━━━━━ The data

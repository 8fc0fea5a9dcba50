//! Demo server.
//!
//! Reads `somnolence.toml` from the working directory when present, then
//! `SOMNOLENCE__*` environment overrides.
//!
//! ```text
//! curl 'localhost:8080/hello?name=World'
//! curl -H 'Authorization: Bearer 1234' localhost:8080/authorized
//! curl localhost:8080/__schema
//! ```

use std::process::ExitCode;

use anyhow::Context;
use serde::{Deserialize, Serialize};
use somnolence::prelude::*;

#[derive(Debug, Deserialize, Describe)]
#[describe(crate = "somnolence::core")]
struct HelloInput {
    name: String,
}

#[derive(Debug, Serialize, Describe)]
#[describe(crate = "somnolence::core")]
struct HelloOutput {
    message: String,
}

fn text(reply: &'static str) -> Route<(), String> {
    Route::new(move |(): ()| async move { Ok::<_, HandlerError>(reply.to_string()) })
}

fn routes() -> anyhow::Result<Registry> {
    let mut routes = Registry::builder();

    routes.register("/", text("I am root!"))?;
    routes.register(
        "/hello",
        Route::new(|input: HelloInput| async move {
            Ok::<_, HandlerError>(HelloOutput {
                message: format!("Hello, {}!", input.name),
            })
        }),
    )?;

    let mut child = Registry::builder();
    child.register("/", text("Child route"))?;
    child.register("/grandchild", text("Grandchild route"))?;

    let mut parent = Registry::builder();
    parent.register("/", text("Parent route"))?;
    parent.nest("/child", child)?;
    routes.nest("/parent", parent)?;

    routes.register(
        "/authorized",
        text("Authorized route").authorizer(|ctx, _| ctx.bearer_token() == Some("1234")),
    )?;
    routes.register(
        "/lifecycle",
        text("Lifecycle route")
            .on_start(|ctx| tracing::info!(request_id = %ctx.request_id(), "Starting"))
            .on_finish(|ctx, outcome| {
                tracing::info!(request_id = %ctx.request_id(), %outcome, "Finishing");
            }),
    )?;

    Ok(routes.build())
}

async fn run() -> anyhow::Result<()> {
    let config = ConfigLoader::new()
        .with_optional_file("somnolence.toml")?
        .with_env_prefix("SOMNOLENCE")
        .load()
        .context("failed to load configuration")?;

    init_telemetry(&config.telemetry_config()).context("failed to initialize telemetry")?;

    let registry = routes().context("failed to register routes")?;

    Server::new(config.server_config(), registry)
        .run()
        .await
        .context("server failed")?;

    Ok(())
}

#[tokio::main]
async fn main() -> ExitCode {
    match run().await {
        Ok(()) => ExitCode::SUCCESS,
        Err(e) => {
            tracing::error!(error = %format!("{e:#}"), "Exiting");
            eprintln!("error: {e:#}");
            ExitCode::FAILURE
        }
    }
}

━━━━━━━━━━
━━━━━ The data

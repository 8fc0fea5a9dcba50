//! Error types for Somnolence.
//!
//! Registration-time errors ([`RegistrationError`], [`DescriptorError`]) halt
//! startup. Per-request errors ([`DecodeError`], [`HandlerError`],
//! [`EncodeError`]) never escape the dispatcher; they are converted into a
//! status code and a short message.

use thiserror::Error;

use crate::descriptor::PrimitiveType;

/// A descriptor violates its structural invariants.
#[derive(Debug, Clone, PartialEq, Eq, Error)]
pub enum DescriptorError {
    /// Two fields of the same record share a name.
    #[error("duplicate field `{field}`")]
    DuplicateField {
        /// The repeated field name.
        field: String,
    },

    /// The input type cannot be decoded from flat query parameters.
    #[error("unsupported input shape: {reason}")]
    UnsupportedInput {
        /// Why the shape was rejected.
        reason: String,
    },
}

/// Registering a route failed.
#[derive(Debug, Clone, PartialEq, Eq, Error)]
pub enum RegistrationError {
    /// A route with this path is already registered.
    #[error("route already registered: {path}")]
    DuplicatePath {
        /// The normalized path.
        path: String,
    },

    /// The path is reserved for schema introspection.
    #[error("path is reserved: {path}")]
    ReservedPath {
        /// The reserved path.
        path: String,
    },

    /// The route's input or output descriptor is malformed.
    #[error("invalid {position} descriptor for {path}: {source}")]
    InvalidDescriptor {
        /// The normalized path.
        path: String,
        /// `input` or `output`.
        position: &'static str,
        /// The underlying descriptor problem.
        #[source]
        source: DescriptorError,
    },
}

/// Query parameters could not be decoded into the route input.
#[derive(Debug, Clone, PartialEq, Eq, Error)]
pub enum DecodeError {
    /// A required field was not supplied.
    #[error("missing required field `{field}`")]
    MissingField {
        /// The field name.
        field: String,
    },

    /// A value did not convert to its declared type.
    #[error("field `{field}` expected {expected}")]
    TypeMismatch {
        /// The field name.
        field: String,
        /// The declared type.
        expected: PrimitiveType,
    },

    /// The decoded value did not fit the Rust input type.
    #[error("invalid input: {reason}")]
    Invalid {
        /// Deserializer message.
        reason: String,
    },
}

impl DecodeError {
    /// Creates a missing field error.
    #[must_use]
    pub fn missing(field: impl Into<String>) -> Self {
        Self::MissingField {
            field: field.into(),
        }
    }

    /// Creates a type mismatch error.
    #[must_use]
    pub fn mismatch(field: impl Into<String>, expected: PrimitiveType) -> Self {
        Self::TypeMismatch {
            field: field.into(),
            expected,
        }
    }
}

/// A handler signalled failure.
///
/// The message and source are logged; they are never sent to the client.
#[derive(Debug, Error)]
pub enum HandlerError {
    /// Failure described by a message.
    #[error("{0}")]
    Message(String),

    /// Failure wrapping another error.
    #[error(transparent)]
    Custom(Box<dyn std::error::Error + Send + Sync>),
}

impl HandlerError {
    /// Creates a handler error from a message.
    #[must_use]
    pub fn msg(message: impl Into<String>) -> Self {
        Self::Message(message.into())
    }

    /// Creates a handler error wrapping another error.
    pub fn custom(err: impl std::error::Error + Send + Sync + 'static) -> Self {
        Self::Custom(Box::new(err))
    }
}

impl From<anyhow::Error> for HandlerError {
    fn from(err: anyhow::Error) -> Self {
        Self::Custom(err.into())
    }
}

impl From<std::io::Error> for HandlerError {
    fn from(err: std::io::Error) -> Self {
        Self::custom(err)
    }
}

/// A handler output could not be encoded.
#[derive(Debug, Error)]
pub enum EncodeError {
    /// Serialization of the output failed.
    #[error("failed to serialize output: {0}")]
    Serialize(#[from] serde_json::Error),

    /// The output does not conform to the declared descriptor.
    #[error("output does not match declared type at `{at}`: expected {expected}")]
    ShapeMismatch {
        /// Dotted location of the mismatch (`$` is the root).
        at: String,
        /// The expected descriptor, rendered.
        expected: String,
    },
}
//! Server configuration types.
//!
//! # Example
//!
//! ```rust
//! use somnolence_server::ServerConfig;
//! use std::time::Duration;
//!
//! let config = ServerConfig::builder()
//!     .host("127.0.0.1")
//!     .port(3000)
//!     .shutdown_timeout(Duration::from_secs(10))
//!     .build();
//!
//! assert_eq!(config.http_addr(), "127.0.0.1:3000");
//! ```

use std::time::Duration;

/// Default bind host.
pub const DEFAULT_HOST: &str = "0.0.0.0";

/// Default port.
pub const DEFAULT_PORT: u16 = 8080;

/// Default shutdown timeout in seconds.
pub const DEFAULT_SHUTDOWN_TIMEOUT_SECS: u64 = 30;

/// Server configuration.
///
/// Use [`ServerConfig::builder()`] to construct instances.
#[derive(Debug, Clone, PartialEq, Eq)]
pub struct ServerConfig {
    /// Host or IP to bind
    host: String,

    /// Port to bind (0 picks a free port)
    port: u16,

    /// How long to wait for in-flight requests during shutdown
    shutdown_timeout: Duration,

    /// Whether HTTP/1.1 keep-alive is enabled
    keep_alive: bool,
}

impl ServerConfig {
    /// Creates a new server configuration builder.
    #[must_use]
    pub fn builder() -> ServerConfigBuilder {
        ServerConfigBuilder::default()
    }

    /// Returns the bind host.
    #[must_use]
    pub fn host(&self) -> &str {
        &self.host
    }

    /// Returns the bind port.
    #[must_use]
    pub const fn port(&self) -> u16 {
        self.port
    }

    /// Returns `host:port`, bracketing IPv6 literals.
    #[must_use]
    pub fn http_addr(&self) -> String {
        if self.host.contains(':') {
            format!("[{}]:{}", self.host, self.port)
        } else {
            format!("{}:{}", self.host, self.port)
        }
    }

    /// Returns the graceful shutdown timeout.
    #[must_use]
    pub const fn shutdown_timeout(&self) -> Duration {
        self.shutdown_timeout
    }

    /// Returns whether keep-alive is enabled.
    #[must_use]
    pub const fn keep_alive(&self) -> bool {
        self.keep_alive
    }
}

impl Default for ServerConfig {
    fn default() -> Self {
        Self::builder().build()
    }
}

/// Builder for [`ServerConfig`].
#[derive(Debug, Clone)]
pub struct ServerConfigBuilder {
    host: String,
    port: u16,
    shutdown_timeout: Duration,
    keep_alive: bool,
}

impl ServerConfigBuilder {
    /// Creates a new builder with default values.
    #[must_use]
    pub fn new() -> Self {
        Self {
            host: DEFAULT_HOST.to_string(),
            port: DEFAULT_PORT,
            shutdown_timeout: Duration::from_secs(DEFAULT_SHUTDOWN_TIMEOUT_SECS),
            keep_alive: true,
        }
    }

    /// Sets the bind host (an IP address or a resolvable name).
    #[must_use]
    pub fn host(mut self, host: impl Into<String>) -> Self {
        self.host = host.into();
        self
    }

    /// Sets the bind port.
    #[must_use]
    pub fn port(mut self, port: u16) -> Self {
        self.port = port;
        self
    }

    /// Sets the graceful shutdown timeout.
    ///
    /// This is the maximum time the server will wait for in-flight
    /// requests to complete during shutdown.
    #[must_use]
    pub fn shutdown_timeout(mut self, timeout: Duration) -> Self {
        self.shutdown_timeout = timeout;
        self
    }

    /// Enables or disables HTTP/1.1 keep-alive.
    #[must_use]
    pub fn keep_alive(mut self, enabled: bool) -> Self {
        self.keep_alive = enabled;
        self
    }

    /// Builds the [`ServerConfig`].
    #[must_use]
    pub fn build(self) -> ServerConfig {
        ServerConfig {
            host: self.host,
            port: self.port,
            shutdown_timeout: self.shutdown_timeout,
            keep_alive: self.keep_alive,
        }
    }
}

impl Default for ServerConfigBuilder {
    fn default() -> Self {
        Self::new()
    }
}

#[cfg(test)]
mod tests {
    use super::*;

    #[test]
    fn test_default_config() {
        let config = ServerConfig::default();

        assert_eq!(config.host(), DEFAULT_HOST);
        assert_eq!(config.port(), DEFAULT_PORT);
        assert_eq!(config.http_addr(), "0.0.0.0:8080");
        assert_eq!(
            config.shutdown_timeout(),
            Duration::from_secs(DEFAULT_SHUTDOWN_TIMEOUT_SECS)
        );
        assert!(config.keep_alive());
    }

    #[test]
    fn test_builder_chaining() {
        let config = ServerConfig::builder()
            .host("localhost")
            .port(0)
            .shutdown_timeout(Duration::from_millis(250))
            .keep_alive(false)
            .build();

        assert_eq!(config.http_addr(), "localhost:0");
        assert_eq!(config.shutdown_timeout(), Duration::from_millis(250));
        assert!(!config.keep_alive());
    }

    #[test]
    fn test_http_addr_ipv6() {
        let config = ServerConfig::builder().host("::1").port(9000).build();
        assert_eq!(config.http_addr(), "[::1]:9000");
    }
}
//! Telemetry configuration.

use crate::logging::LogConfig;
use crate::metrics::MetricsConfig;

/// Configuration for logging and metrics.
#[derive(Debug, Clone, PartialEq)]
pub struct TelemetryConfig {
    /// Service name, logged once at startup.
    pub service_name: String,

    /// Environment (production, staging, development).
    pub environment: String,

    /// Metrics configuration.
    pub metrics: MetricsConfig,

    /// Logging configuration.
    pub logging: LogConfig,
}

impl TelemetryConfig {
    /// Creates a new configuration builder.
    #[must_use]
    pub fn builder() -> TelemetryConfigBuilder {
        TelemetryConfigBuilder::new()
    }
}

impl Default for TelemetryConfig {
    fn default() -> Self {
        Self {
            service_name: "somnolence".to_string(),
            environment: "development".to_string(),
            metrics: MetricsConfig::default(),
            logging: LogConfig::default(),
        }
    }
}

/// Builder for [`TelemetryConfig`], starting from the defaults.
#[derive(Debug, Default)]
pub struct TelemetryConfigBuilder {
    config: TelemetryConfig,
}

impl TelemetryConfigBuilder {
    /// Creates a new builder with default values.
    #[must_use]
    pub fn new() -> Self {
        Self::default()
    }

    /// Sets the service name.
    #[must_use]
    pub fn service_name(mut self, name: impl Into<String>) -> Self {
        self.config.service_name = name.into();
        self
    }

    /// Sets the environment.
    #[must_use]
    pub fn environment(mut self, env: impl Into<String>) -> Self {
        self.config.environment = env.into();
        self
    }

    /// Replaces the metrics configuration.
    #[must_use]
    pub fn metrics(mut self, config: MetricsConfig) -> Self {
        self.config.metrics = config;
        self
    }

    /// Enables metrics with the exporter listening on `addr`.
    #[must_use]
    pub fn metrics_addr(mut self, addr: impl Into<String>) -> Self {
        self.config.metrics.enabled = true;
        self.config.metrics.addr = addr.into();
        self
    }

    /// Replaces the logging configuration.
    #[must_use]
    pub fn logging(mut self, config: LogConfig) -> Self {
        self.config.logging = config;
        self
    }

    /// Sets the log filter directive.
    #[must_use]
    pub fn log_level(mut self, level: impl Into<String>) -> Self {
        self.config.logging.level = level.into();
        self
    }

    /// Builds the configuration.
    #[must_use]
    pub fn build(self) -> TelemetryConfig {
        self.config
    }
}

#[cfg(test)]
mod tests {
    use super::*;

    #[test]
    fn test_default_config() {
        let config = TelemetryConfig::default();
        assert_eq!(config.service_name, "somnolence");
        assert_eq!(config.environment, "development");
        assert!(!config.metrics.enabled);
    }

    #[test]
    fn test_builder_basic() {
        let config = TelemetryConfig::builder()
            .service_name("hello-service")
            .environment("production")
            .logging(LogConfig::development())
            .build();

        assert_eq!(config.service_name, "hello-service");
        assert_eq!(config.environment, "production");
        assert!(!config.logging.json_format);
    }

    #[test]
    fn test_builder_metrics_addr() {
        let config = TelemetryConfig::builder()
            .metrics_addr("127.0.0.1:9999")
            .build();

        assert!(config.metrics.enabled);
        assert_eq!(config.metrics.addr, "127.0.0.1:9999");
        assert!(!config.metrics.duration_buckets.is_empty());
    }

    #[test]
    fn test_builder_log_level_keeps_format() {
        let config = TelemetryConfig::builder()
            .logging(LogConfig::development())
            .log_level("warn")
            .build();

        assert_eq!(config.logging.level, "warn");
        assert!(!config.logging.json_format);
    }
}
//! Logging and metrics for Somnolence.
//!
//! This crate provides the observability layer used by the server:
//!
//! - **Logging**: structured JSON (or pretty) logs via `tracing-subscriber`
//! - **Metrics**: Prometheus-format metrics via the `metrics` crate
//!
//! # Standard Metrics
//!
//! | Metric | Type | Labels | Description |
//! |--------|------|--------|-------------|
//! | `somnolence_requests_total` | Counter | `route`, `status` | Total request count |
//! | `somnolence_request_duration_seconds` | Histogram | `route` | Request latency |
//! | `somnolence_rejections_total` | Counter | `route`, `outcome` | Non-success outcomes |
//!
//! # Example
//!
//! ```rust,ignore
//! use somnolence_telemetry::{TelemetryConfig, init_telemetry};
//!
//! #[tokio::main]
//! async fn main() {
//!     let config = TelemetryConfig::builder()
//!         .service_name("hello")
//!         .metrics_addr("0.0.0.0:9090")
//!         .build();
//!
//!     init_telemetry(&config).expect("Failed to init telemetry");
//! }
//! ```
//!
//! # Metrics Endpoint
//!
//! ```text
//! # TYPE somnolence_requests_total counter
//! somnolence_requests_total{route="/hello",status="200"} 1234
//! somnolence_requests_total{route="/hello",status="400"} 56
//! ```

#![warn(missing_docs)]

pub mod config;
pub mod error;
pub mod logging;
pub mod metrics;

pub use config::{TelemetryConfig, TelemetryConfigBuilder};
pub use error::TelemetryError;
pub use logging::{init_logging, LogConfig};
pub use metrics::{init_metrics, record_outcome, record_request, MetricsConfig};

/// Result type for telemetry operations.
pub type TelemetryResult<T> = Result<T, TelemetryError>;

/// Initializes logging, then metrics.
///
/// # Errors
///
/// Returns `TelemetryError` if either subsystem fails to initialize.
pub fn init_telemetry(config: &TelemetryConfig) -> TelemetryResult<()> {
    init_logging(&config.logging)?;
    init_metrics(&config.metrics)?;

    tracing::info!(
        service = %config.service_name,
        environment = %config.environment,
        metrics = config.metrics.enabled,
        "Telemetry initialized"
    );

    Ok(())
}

━━━━━━━━━━

Work item: In the entries, find every line holding "then" and copy it.

Result:
//! Reads `somnolence.toml` from the working directory when present, then
/// Initializes logging, then metrics.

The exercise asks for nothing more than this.